James Russell was a jeweler & leather worker who ventured to Edgartown from Nantucket and Coconut Grove in the winter. He was so successful in his little shop in Edgartown that he needed an employee.
He suggested we stop by his workshop/gallery/store and one day (actually the day we decided to get get married, formally) we ventured to Edgartown to see his studio. Seeing that I did not have a formal wedding ring James Russell reached into his jewelry case and handed me a lovely gold wedding ring which fit!
He explained his situation and hired Ron on the spot, and over time taught him all the basics of silver and goldsmithing. Our friendship grew.. His profitable business grew and with it his excellent reputation.
Ron always says -
“He not only taught me silversmithing and goldsmithing but how to actually run a business, pricing structures. Being creative and being able to actually live from one's income is not easy. Hidden expenses exist everywhere”.
When the company moved to Rockport, Mass we went along and Jim hired and trained several other people who mostly all became jewelers in their own style eventually! The crew included Ron Cravens, Tom McGurrin, Alan Soule, Norman Scrimshaw, Bob Pearsall, Floyd Bucklin, Tom Kuhner and Richard Handle.
All were part of the company of James Russell Silversmiths. Five League of NH Craftsmen jewelers eventually!
Bob and Susan Pearsall and Richard Handle are no longer with us and we deeply miss them. They were family.
We will forever be indebted to James Russell, a generous person, great teacher and still a lifelong friend!
"A Classic" from the archives of James Russell , Edgartown 1969. Well what can we say , it was 1969 after all.
Within a few short years several of the silversmiths trained by James russell moved to New Hampshire and for awhile worked together in the "northern branch" of James Russell Silver & goldsmiths.
An economic downturn in the early 70's and distance led to the slow dissolution of the group with each venturing off on their own while James continued to maintain his business in Rockport Mass and ultimately move to New Hampshire himself to become a League of New Hampshire Craftsman as well.
At this time we discovered that we had the good fortune to have settled in a state with the oldest supportive crafts community organization in the US called The League of New Hampshire Craftsmen. There were several League retail galleries, an annual craftsman's fair, a very supportive Director and an already established appreciative base of craft customers. It was time to join.

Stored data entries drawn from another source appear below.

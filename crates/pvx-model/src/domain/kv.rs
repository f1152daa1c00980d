use serde::{Deserialize, Serialize};

/// Single environment assignment passed to a worker container.
#[derive(Debug, Clone, PartialEq, Eq, Serialize, Deserialize)]
#[serde(rename_all = "camelCase")]
pub struct KeyValue {
    key: String,
    value: String,
}

impl KeyValue {
    /// Create a new key–value pair.
    pub fn new<K, V>(key: K, value: V) -> Self
    where
        K: Into<String>,
        V: Into<String>,
    {
        Self {
            key: key.into(),
            value: value.into(),
        }
    }

    pub fn key(&self) -> &str {
        &self.key
    }

    pub fn value(&self) -> &str {
        &self.value
    }

    /// Render as a `KEY=value` assignment, the form container runtimes expect.
    pub fn assignment(&self) -> String {
        format!("{}={}", self.key, self.value)
    }
}

impl From<(&str, &str)> for KeyValue {
    fn from((key, value): (&str, &str)) -> Self {
        Self::new(key, value)
    }
}

#[cfg(test)]
mod tests {
    use super::KeyValue;

    #[test]
    fn assignment_joins_with_equals() {
        let kv = KeyValue::new("PROXY_ADDRESS", "socks5://10.0.0.5:1080");
        assert_eq!(kv.assignment(), "PROXY_ADDRESS=socks5://10.0.0.5:1080");
    }

    #[test]
    fn assignment_keeps_equals_inside_value() {
        let kv: KeyValue = ("HOTEL_URL", "https://x.test/?a=b").into();
        assert_eq!(kv.assignment(), "HOTEL_URL=https://x.test/?a=b");
    }
}
mod error;
pub use error::BackendError;

#[cfg(feature = "docker")]
pub mod docker;

#[cfg(feature = "redis")]
pub mod redis;
use std::fmt;

use time::{OffsetDateTime, format_description::well_known::Rfc3339};
use tracing_subscriber::fmt::{format::Writer, time::FormatTime};

/// RFC 3339 timestamps in UTC.
#[derive(Debug, Clone, Copy, Default)]
pub struct UtcRfc3339;

impl FormatTime for UtcRfc3339 {
    fn format_time(&self, w: &mut Writer<'_>) -> fmt::Result {
        match OffsetDateTime::now_utc().format(&Rfc3339) {
            Ok(ts) => write!(w, "{ts} "),
            Err(_) => write!(w, "<invalid-time> "),
        }
    }
}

We were asked to provide a sampling of our work and Ron represented our design and abilities. Abilities had been learned under James Russell and perfected but the stylistic direction was not entirely set. The realization came that choices had to be made.
This phase not only found us living in the rural hills of New Hampshire homesteading with limited resources on a large tract of land, beginning a family which was coming along steadily but it also found us also seeing bills and taxes coming in and so the new business needed a plan.
Ron realized that in order to maintain time on the land homesteading and with the family that the jewelry would have to be tailored to the customer, in other words locally sellable. The goal of a rural lifestyle supported by being creative and making objects by hand seemed a dream but we went for it.
Ron was juried in 1972 we guess and the push was on to supply the stores with jewelry that had local appeal and was reasonable priced for the market at the time.
Next was to show at the the Craftsman's Fair!
In 1974 we signed up for our first Fair. Then we scrambled for displays. Kind of a backwards approach . Ruth Burt and Merle Walker actually loaned us displays from headquarters for our first fair! They were enormously supportive.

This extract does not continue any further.